Saved data entries

★ ★ ★

mod domain;
mod planners;
mod schedule;
mod storage;
mod ui;

use std::error::Error;
use std::path::PathBuf;

use chrono::{Local, NaiveDate, Weekday};
use clap::{Parser, Subcommand};

use crate::domain::{format_duration, parse_clock, Entry, Planner, Recurrence};
use crate::planners::{recent_planners, remember_planner, resolve_planner_path};
use crate::schedule::{
	check_entry, countdown, entries_on_date, next_occurrence, resolve_week, week_of, Countdown,
};
use crate::storage::{load_planner, save_planner};
use crate::ui::run_dashboard;

#[derive(Debug, Parser)]
#[command(name = "weekplan", about = "Terminal-first weekly schedule planner")]
struct Cli {
	#[arg(long)]
	file: Option<PathBuf>,
	#[command(subcommand)]
	command: Option<Command>,
}

#[derive(Debug, Subcommand)]
enum Command {
	Init,
	Dashboard,
	Add {
		#[arg(long)]
		date: Option<String>,
		#[arg(long)]
		weekday: Option<String>,
		#[arg(long)]
		start: String,
		#[arg(long)]
		end: String,
		#[arg(long)]
		heading: String,
		#[arg(long, default_value = "")]
		content: String,
	},
	Remove {
		#[arg(long)]
		index: usize,
	},
	List,
	Week {
		#[arg(long)]
		date: Option<String>,
	},
	Day {
		#[arg(long)]
		date: Option<String>,
	},
	Next,
	Export,
	Planners {
		#[arg(long, default_value_t = 20)]
		limit: usize,
	},
}

fn main() {
	if let Err(err) = run() {
		eprintln!("error: {err}");
		std::process::exit(1);
	}
}

fn run() -> Result<(), Box<dyn Error>> {
	let cli = Cli::parse();

	if let Some(Command::Planners { limit }) = &cli.command {
		print_recent_planners(*limit)?;
		return Ok(());
	}

	let mut planner_path = resolve_planner_path(cli.file);
	let mut planner = load_planner(&planner_path)?;
	if let Err(err) = remember_planner(&planner_path) {
		eprintln!("warning: failed to store recent planner: {err}");
	}

	match cli.command.unwrap_or(Command::Dashboard) {
		Command::Init => {
			save_planner(&planner_path, &planner)?;
			println!("initialized planner at {}", planner_path.display());
		}
		Command::Dashboard => {
			run_dashboard(&mut planner, &mut planner_path)?;
		}
		Command::Add {
			date,
			weekday,
			start,
			end,
			heading,
			content,
		} => {
			let recurrence = parse_recurrence(date.as_deref(), weekday.as_deref())?;
			let start = parse_clock(&start)?;
			let end = parse_clock(&end)?;
			let entry = Entry::new(recurrence, start, end, &heading, &content)?;
			check_entry(planner.entries(), &entry, None)?;
			let index = planner.add(entry);
			save_planner(&planner_path, &planner)?;
			println!("added entry {} at index {index}", heading.trim());
		}
		Command::Remove { index } => {
			let removed = planner
				.remove(index)
				.ok_or_else(|| format!("no entry at index {index}"))?;
			save_planner(&planner_path, &planner)?;
			println!("removed entry {}", removed.heading);
		}
		Command::List => {
			print_entries(&planner);
		}
		Command::Week { date } => {
			let day = parse_day(date.as_deref())?;
			print_week(&planner, day);
		}
		Command::Day { date } => {
			let day = parse_day(date.as_deref())?;
			print_day(&planner, day);
		}
		Command::Next => {
			print_next(&planner);
		}
		Command::Export => {
			println!("{}", serde_json::to_string_pretty(planner.entries())?);
		}
		Command::Planners { .. } => {}
	}

	Ok(())
}

fn print_recent_planners(limit: usize) -> Result<(), Box<dyn Error>> {
	let rows = recent_planners(limit)?;
	if rows.is_empty() {
		println!("no recent planners");
		return Ok(());
	}

	for (index, path) in rows.iter().enumerate() {
		println!("{:>2}. {}", index + 1, path.display());
	}

	Ok(())
}

fn parse_recurrence(date: Option<&str>, weekday: Option<&str>) -> Result<Recurrence, Box<dyn Error>> {
	match (date, weekday) {
		(Some(raw), None) => {
			let date = NaiveDate::parse_from_str(raw, "%Y-%m-%d")?;
			Ok(Recurrence::Once { date })
		}
		(None, Some(raw)) => Ok(Recurrence::Weekly {
			weekday: parse_weekday(raw)?,
		}),
		_ => Err("exactly one of --date or --weekday is required".into()),
	}
}

fn parse_weekday(input: &str) -> Result<Weekday, Box<dyn Error>> {
	let normalized = input.trim().to_lowercase();
	if let Ok(number) = normalized.parse::<u8>() {
		if (1..=7).contains(&number) {
			return Ok(Weekday::try_from(number - 1)
				.map_err(|_| format!("invalid weekday number {number}"))?);
		}
		return Err(format!("invalid weekday number {number}, expected 1-7").into());
	}

	match normalized.as_str() {
		"mon" | "monday" => Ok(Weekday::Mon),
		"tue" | "tuesday" => Ok(Weekday::Tue),
		"wed" | "wednesday" => Ok(Weekday::Wed),
		"thu" | "thursday" => Ok(Weekday::Thu),
		"fri" | "friday" => Ok(Weekday::Fri),
		"sat" | "saturday" => Ok(Weekday::Sat),
		"sun" | "sunday" => Ok(Weekday::Sun),
		_ => Err(format!("invalid weekday '{input}', expected mon-sun or 1-7").into()),
	}
}

fn parse_day(input: Option<&str>) -> Result<NaiveDate, Box<dyn Error>> {
	if let Some(raw) = input {
		Ok(NaiveDate::parse_from_str(raw, "%Y-%m-%d")?)
	} else {
		Ok(Local::now().date_naive())
	}
}

fn describe_recurrence(recurrence: Recurrence) -> String {
	match recurrence {
		Recurrence::Once { date } => date.format("%Y-%m-%d").to_string(),
		Recurrence::Weekly { weekday } => format!("every {}", weekday_name(weekday)),
	}
}

fn weekday_name(weekday: Weekday) -> &'static str {
	match weekday {
		Weekday::Mon => "Monday",
		Weekday::Tue => "Tuesday",
		Weekday::Wed => "Wednesday",
		Weekday::Thu => "Thursday",
		Weekday::Fri => "Friday",
		Weekday::Sat => "Saturday",
		Weekday::Sun => "Sunday",
	}
}

fn print_entries(planner: &Planner) {
	if planner.is_empty() {
		println!("no entries yet");
		return;
	}

	for (index, entry) in planner.entries().iter().enumerate() {
		println!(
			"{:>2}. {} | {} | {}",
			index,
			entry.time_range(),
			describe_recurrence(entry.recurrence),
			entry.heading
		);
	}
}

fn print_week(planner: &Planner, day: NaiveDate) {
	let week = week_of(day);
	println!(
		"week of {} - {}",
		week[0].format("%Y-%m-%d"),
		week[6].format("%Y-%m-%d")
	);

	let occurrences = resolve_week(planner.entries(), &week);
	for date in &week {
		println!("\n{}", date.format("%A %d %B"));
		let mut day_occurrences = occurrences
			.iter()
			.filter(|occurrence| occurrence.date == *date)
			.collect::<Vec<_>>();
		day_occurrences.sort_by_key(|occurrence| {
			(
				crate::domain::minutes_since_midnight(occurrence.entry.start),
				occurrence.index,
			)
		});

		if day_occurrences.is_empty() {
			println!("  (free)");
			continue;
		}
		for occurrence in day_occurrences {
			println!("  {} {}", occurrence.entry.time_range(), occurrence.entry.heading);
		}
	}
}

fn print_day(planner: &Planner, day: NaiveDate) {
	let today = Local::now().date_naive();
	let occurrences = entries_on_date(planner.entries(), day, today);

	println!("entries for {}", day.format("%A %d %B %Y"));
	if occurrences.is_empty() {
		println!("no entries for this day");
		return;
	}

	for occurrence in occurrences {
		println!(
			"  {} {} ({})",
			occurrence.entry.time_range(),
			occurrence.entry.heading,
			describe_recurrence(occurrence.entry.recurrence)
		);
	}
}

fn print_next(planner: &Planner) {
	let now = Local::now().naive_local();
	let Some(occurrence) = next_occurrence(planner.entries(), now) else {
		println!("no upcoming entry");
		return;
	};

	let entry = occurrence.entry;
	println!(
		"{} {} on {}",
		entry.time_range(),
		entry.heading,
		occurrence.date.format("%A %d %B")
	);
	match countdown(entry, now) {
		Countdown::StartsIn(remaining) => println!("starts in {}", format_duration(remaining)),
		Countdown::EndsIn(remaining) => println!("ends in {}", format_duration(remaining)),
		Countdown::Completed => println!("completed"),
	}
}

★ ★ ★

What to do. Take every line from the records that holds "Parser" and copy it down.

Output for this task.
use clap::{Parser, Subcommand};
#[derive(Debug, Parser)]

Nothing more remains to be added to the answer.